Authors : Shalini Pandey, Seema Nimbarte, P.R.Bhandari and Y.S.Thakar
Page Nos : 85-91
Description :
The global spread of multidrug resistant gram negative bacteria is quite well evident. Carbapenem class of antibiotics are favoured treatment options for severe and life threatening infections due to gram negative bacteria especially by those belonging to Enterobacteriaceae, Pseudomonas, Acinetobacter and other non-fermenting Gram negative bacteria.
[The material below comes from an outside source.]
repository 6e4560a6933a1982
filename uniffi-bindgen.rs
fn main() {
    uniffi::uniffi_bindgen_main()
}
However, these organisms have started developing resistance to carbapenem antibiotics mainly by production of carbapenemase enzymes which have multiple genetic determinants viz Klebsiella pneumonia Carbapenemase (KPC), New Delhi Metallo-beta-lactamases (NDM), OXA, IPM, VIM etc. and occasionally by Porin mutation and efflux mechanisms. This results in limited choice of treatment. The increasing prevalence of carbapenemase producing organisms (CPO) is a matter of concern; hence detection of CPOs by finding at carbapenemase production in them and eradicating them with proper antimicrobial therapy is essential. There are many genetic loci in CPOs for carbapenemase production. The CPOs can be detected by different phenotypic methods as well as genotypically by PCR test. There is no single phenotypic test which is rapid, simple and can detect all types of Carbapenemases. However, they are easy to perform, accurate, economical and feasible in moderately equipped laboratories. In view of rapid increase in drug resistance among bacteria it is essential to detect carbapenemase production to advocate proper therapy to eradicate the resistant bugs and rationalize the treatment.